* What you will do
Gather up every line from the entries below that uses the word "handle".

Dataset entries
● ● ● ● ● ● ●

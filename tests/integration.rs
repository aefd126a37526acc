//! Integration tests for block-audio.
//!
//! Everything here runs against [`MockBackend`], so no audio hardware is
//! needed; tests that open a real device live in the library's cpal module
//! and are marked `#[ignore]`.

use std::path::{Path, PathBuf};
use std::sync::atomic::{AtomicUsize, Ordering};
use std::sync::{mpsc, Arc, Mutex};
use std::time::Duration;

use block_audio::backend::MockBackend;
use block_audio::{
    audio_file_info, BlockAudio, BlockAudioError, SampleFormat, StreamEvent,
};
use tempfile::tempdir;

const FRAME_COUNT: usize = 128;

/// Writes a mono 16-bit WAV whose samples are all non-zero, so silence
/// introduced anywhere in the pipeline is detectable.
fn write_ramp_wav(dir: &Path, name: &str, frames: usize) -> PathBuf {
    let path = dir.join(name);
    let spec = hound::WavSpec {
        channels: 1,
        sample_rate: 44_100,
        bits_per_sample: 16,
        sample_format: hound::SampleFormat::Int,
    };
    let mut writer = hound::WavWriter::create(&path, spec).unwrap();
    for i in 0..frames {
        writer.write_sample((i % 1000) as i16 + 1).unwrap();
    }
    writer.finalize().unwrap();
    path
}

fn read_samples(path: &Path) -> Vec<i16> {
    hound::WavReader::open(path)
        .unwrap()
        .samples::<i16>()
        .map(Result::unwrap)
        .collect()
}

#[test]
fn test_offline_identity_round_trip() {
    let dir = tempdir().unwrap();
    // 1000 is deliberately not a multiple of the block size, so the final
    // block is short and zero-padded
    let input = write_ramp_wav(dir.path(), "in.wav", 1000);
    let output = dir.path().join("out.wav");

    let mut stream = BlockAudio::builder()
        .offline(true)
        .format(SampleFormat::S16)
        .channels(1)
        .sample_rate(44_100)
        .frame_count(FRAME_COUNT)
        .input_file(&input)
        .output_file(&output)
        .build()
        .unwrap();

    assert!(stream.is_offline());
    assert_eq!(stream.format(), SampleFormat::S16);
    assert_eq!(stream.channels(), 1);
    assert_eq!(stream.sample_rate(), 44_100);
    assert_eq!(stream.frame_count(), FRAME_COUNT);
    assert!(!stream.is_started());

    stream
        .start(|input, output, _| {
            let input = input.unwrap();
            let mut output = output.unwrap();
            output.as_bytes_mut().copy_from_slice(input.as_bytes());
        })
        .unwrap();

    assert!(!stream.is_started());
    // Sample-for-sample identical, padded tail not written
    assert_eq!(read_samples(&output), read_samples(&input));
}

#[test]
fn test_offline_gain_transform() {
    let dir = tempdir().unwrap();
    let input = write_ramp_wav(dir.path(), "in.wav", 500);
    let output = dir.path().join("out.wav");

    let mut stream = BlockAudio::builder()
        .offline(true)
        .format(SampleFormat::S16)
        .channels(1)
        .frame_count(FRAME_COUNT)
        .input_file(&input)
        .output_file(&output)
        .build()
        .unwrap();

    stream
        .start(|input, output, _| {
            let input = input.unwrap();
            let mut output = output.unwrap();
            for (i, o) in input
                .samples::<i16>()
                .iter()
                .zip(output.samples_mut::<i16>())
            {
                *o = i / 2;
            }
        })
        .unwrap();

    let in_samples = read_samples(&input);
    let out_samples = read_samples(&output);
    assert_eq!(out_samples.len(), in_samples.len());
    for (i, o) in in_samples.iter().zip(&out_samples) {
        assert_eq!(*o, i / 2);
    }
}

#[test]
fn test_offline_stop_callback_and_restartability() {
    let dir = tempdir().unwrap();
    let input = write_ramp_wav(dir.path(), "in.wav", 256);
    let output = dir.path().join("out.wav");

    let stops = Arc::new(AtomicUsize::new(0));
    let stops_cb = Arc::clone(&stops);

    let mut stream = BlockAudio::builder()
        .offline(true)
        .format(SampleFormat::S16)
        .channels(1)
        .frame_count(FRAME_COUNT)
        .input_file(&input)
        .output_file(&output)
        .build()
        .unwrap();

    stream
        .start_with_stop_callback(
            |_, _, _| {},
            Arc::new(move || {
                stops_cb.fetch_add(1, Ordering::SeqCst);
            }),
        )
        .unwrap();

    assert_eq!(stops.load(Ordering::SeqCst), 1);
    assert!(!stream.is_started());
}

#[test]
fn test_online_duplex_without_files() {
    let mut stream = BlockAudio::builder()
        .format(SampleFormat::F32)
        .channels(2)
        .sample_rate(48_000)
        .frame_count(FRAME_COUNT)
        .backend(Box::new(MockBackend::new()))
        .build()
        .unwrap();

    assert!(!stream.is_offline());
    // Looping controls are no-ops with no input file attached
    assert!(!stream.is_looping());
    stream.set_looping(true);
    assert!(!stream.is_looping());

    let (tx, rx) = mpsc::channel();
    stream
        .start(move |input, output, frame_count| {
            assert!(input.is_some());
            assert!(output.is_some());
            assert_eq!(frame_count, FRAME_COUNT);
            let _ = tx.send(());
        })
        .unwrap();
    assert!(stream.is_started());

    rx.recv_timeout(Duration::from_secs(5)).unwrap();
    stream.stop().unwrap();
    assert!(!stream.is_started());
}

#[test]
fn test_online_file_playback_self_stops_at_end() {
    let dir = tempdir().unwrap();
    let input = write_ramp_wav(dir.path(), "in.wav", 512);

    let events = Arc::new(Mutex::new(Vec::new()));
    let events_cb = Arc::clone(&events);

    let mut stream = BlockAudio::builder()
        .format(SampleFormat::S16)
        .channels(1)
        .sample_rate(44_100)
        .frame_count(FRAME_COUNT)
        .input_file(&input)
        .backend(Box::new(MockBackend::new()))
        .event_callback(Arc::new(move |event| {
            events_cb.lock().unwrap().push(event);
        }))
        .build()
        .unwrap();

    let frames_seen = Arc::new(AtomicUsize::new(0));
    let frames_cb = Arc::clone(&frames_seen);
    let (stopped_tx, stopped_rx) = mpsc::channel();

    stream
        .start_with_stop_callback(
            move |input, _, _| {
                let input = input.unwrap();
                let non_zero = input.samples::<i16>().iter().filter(|&&s| s != 0).count();
                frames_cb.fetch_add(non_zero, Ordering::SeqCst);
            },
            Arc::new(move || {
                let _ = stopped_tx.send(());
            }),
        )
        .unwrap();

    // The stream notices exhaustion on the driver thread and stops itself;
    // the stop callback is the completion signal
    stopped_rx.recv_timeout(Duration::from_secs(5)).unwrap();
    assert!(!stream.is_started());
    assert_eq!(frames_seen.load(Ordering::SeqCst), 512);
    assert!(events
        .lock()
        .unwrap()
        .contains(&StreamEvent::SourceExhausted));
}

#[test]
fn test_online_looping_plays_past_file_end() {
    let dir = tempdir().unwrap();
    let input = write_ramp_wav(dir.path(), "in.wav", 256);

    let mut stream = BlockAudio::builder()
        .format(SampleFormat::S16)
        .channels(1)
        .sample_rate(44_100)
        .frame_count(FRAME_COUNT)
        .input_file(&input)
        .looping_input_file(true)
        .backend(Box::new(MockBackend::new()))
        .build()
        .unwrap();
    assert!(stream.is_looping());

    let frames_seen = Arc::new(AtomicUsize::new(0));
    let frames_cb = Arc::clone(&frames_seen);
    let (tx, rx) = mpsc::channel();

    stream
        .start(move |input, _, _| {
            let input = input.unwrap();
            let non_zero = input.samples::<i16>().iter().filter(|&&s| s != 0).count();
            if frames_cb.fetch_add(non_zero, Ordering::SeqCst) + non_zero > 2 * 256 {
                let _ = tx.send(());
            }
        })
        .unwrap();

    // More than two file lengths of non-silent frames means the loop wrapped
    rx.recv_timeout(Duration::from_secs(5)).unwrap();
    assert!(stream.is_started());
    stream.stop().unwrap();
    assert!(!stream.is_started());
}

#[test]
fn test_online_recording_captures_transform_output() {
    let dir = tempdir().unwrap();
    let input = write_ramp_wav(dir.path(), "in.wav", 512);
    let output = dir.path().join("rec.wav");

    let mut stream = BlockAudio::builder()
        .format(SampleFormat::S16)
        .channels(1)
        .sample_rate(44_100)
        .frame_count(FRAME_COUNT)
        .input_file(&input)
        .output_file(&output)
        .backend(Box::new(MockBackend::new()))
        .build()
        .unwrap();

    let (stopped_tx, stopped_rx) = mpsc::channel();
    stream
        .start_with_stop_callback(
            |input, output, _| {
                let input = input.unwrap();
                let mut output = output.unwrap();
                output.as_bytes_mut().copy_from_slice(input.as_bytes());
            },
            Arc::new(move || {
                let _ = stopped_tx.send(());
            }),
        )
        .unwrap();

    stopped_rx.recv_timeout(Duration::from_secs(5)).unwrap();
    drop(stream);

    // The recording contains the whole input, block-aligned, with any tail
    // blocks silent
    let recorded = read_samples(&output);
    assert!(recorded.len() >= 512);
    assert_eq!(recorded.len() % FRAME_COUNT, 0);
    let in_samples = read_samples(&input);
    assert_eq!(&recorded[..512], &in_samples[..]);
    assert!(recorded[512..].iter().all(|&s| s == 0));
}

#[test]
fn test_reentrant_stop_from_transform() {
    let mut stream = BlockAudio::builder()
        .frame_count(FRAME_COUNT)
        .sample_rate(48_000)
        .backend(Box::new(MockBackend::new()))
        .build()
        .unwrap();

    let handle = stream.stop_handle();
    let (stopped_tx, stopped_rx) = mpsc::channel();

    stream
        .start_with_stop_callback(
            move |_, _, _| {
                // Stop our own stream from inside the data callback
                handle.stop();
            },
            Arc::new(move || {
                let _ = stopped_tx.send(());
            }),
        )
        .unwrap();

    stopped_rx.recv_timeout(Duration::from_secs(5)).unwrap();
    assert!(!stream.is_started());

    // A stream that stopped itself can be started again
    let (tx, rx) = mpsc::channel();
    stream
        .start(move |_, _, _| {
            let _ = tx.send(());
        })
        .unwrap();
    rx.recv_timeout(Duration::from_secs(5)).unwrap();
    stream.stop().unwrap();
}

#[test]
fn test_audio_file_info_matches_written_file() {
    let dir = tempdir().unwrap();
    let input = write_ramp_wav(dir.path(), "in.wav", 777);

    let info = audio_file_info(&input).unwrap();
    assert_eq!(info.format, SampleFormat::S16);
    assert_eq!(info.channels, 1);
    assert_eq!(info.sample_rate, 44_100);
    assert_eq!(info.total_frame_count, 777);

    let err = audio_file_info(dir.path().join("missing.wav")).unwrap_err();
    assert!(matches!(err, BlockAudioError::Open { .. }));
}

#[test]
fn test_offline_format_conversion() {
    let dir = tempdir().unwrap();
    let input = write_ramp_wav(dir.path(), "in.wav", 400);
    let output = dir.path().join("out.wav");

    // Stream in f32 stereo although the file is s16 mono
    let mut stream = BlockAudio::builder()
        .offline(true)
        .format(SampleFormat::F32)
        .channels(2)
        .sample_rate(44_100)
        .frame_count(FRAME_COUNT)
        .input_file(&input)
        .output_file(&output)
        .build()
        .unwrap();

    stream
        .start(|input, output, _| {
            let input = input.unwrap();
            let mut output = output.unwrap();
            output.as_bytes_mut().copy_from_slice(input.as_bytes());
        })
        .unwrap();

    let info = audio_file_info(&output).unwrap();
    assert_eq!(info.format, SampleFormat::F32);
    assert_eq!(info.channels, 2);
    assert_eq!(info.total_frame_count, 400);
}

● ● ● ● ● ● ●

* Response to the task
    let handle = stream.stop_handle();
                handle.stop();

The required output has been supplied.